(Stored items)
"""

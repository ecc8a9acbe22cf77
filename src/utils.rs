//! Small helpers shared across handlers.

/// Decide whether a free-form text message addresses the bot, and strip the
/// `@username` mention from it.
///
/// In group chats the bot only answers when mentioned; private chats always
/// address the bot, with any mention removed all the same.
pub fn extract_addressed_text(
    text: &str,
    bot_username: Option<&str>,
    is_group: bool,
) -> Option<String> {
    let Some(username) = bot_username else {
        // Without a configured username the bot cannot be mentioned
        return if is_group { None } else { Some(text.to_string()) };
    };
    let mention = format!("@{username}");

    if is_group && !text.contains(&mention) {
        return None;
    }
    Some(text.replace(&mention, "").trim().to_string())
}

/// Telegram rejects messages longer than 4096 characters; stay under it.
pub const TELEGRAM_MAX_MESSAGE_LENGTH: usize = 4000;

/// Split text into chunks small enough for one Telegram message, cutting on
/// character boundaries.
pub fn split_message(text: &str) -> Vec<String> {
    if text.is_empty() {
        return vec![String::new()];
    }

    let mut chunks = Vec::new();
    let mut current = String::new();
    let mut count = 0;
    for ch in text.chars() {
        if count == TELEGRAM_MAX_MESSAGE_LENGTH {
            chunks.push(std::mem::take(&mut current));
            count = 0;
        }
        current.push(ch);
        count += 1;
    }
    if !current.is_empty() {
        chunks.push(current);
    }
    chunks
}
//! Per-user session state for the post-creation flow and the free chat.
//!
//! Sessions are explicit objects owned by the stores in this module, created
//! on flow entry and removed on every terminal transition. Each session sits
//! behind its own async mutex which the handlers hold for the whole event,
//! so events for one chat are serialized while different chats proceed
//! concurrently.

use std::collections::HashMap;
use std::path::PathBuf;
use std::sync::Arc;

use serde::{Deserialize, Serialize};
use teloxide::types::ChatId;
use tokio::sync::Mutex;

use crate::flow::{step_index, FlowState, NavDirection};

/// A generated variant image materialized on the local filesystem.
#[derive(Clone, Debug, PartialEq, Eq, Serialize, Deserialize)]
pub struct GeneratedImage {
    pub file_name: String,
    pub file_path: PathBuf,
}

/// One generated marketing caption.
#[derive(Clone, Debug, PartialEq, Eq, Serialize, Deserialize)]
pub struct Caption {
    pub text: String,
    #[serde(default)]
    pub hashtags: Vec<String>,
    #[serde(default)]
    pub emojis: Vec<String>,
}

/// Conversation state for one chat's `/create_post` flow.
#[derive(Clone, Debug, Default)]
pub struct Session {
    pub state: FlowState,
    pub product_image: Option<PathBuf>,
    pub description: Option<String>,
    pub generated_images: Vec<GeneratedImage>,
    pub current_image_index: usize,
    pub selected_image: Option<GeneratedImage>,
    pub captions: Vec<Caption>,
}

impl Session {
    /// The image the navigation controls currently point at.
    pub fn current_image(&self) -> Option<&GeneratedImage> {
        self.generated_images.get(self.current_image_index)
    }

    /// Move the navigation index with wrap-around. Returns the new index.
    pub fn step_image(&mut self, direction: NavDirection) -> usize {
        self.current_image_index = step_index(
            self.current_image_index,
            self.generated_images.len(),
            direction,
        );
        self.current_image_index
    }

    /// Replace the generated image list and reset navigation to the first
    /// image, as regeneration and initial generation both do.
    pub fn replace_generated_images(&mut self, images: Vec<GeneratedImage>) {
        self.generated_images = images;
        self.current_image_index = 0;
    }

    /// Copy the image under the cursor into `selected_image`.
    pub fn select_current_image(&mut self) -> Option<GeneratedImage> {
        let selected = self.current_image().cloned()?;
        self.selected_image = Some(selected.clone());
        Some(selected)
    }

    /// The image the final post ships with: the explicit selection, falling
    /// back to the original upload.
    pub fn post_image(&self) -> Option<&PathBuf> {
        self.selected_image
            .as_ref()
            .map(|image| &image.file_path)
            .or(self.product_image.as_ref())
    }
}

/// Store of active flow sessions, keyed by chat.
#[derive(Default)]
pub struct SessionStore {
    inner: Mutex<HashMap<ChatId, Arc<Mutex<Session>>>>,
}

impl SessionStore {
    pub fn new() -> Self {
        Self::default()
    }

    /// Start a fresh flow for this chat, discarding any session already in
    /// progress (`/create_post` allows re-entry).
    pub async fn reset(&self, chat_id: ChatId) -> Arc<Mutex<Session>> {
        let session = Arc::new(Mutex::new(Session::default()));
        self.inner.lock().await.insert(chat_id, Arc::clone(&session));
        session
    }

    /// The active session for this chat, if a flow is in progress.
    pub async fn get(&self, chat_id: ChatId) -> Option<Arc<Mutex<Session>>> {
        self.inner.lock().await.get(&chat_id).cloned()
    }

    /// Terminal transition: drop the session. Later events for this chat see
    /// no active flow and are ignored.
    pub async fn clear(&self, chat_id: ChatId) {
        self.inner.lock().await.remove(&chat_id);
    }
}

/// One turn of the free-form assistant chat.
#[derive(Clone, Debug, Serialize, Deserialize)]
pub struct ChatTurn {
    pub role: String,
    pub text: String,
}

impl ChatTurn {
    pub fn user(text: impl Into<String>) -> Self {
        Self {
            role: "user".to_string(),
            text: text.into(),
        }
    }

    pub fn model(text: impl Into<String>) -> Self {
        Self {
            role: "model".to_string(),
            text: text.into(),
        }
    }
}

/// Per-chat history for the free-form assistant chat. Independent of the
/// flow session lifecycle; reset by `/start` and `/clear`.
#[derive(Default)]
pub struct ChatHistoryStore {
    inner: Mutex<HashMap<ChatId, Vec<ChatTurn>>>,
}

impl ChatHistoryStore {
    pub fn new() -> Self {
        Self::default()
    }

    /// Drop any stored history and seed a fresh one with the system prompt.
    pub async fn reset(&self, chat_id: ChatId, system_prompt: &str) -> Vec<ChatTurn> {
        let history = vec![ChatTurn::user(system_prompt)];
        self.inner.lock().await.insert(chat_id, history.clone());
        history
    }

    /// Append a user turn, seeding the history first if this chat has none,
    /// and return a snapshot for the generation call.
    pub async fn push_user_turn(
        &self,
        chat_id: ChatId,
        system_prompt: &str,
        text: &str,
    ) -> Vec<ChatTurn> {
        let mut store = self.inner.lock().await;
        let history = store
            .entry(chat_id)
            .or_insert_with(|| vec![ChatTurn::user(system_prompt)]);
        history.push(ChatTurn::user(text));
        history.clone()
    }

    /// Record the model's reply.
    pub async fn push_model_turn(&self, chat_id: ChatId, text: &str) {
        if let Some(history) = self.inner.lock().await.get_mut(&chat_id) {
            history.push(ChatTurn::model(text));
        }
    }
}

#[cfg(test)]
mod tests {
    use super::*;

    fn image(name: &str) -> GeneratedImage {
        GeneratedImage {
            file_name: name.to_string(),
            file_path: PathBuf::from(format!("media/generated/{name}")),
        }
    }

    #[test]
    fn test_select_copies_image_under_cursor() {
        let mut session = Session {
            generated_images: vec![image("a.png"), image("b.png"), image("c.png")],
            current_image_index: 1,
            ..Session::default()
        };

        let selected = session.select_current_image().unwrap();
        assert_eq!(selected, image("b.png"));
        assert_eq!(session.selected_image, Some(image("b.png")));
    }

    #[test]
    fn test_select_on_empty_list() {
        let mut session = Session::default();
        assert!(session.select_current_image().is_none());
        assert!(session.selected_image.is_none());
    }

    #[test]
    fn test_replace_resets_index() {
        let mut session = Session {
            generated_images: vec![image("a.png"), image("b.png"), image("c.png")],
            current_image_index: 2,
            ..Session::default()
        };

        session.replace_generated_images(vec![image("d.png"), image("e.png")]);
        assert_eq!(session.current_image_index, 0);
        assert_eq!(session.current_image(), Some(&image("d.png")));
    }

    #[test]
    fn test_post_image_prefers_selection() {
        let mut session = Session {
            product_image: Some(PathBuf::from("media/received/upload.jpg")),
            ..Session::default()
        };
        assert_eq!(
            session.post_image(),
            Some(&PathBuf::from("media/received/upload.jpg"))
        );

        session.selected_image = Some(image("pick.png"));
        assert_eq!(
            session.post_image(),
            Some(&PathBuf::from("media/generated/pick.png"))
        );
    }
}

"""

Return all lines above that mention the word "Option".

• [REPLY TO THE EXERCISE]:
    bot_username: Option<&str>,
) -> Option<String> {
    pub product_image: Option<PathBuf>,
    pub description: Option<String>,
    pub selected_image: Option<GeneratedImage>,
    pub fn current_image(&self) -> Option<&GeneratedImage> {
    pub fn select_current_image(&mut self) -> Option<GeneratedImage> {
    pub fn post_image(&self) -> Option<&PathBuf> {
    pub async fn get(&self, chat_id: ChatId) -> Option<Arc<Mutex<Session>>> {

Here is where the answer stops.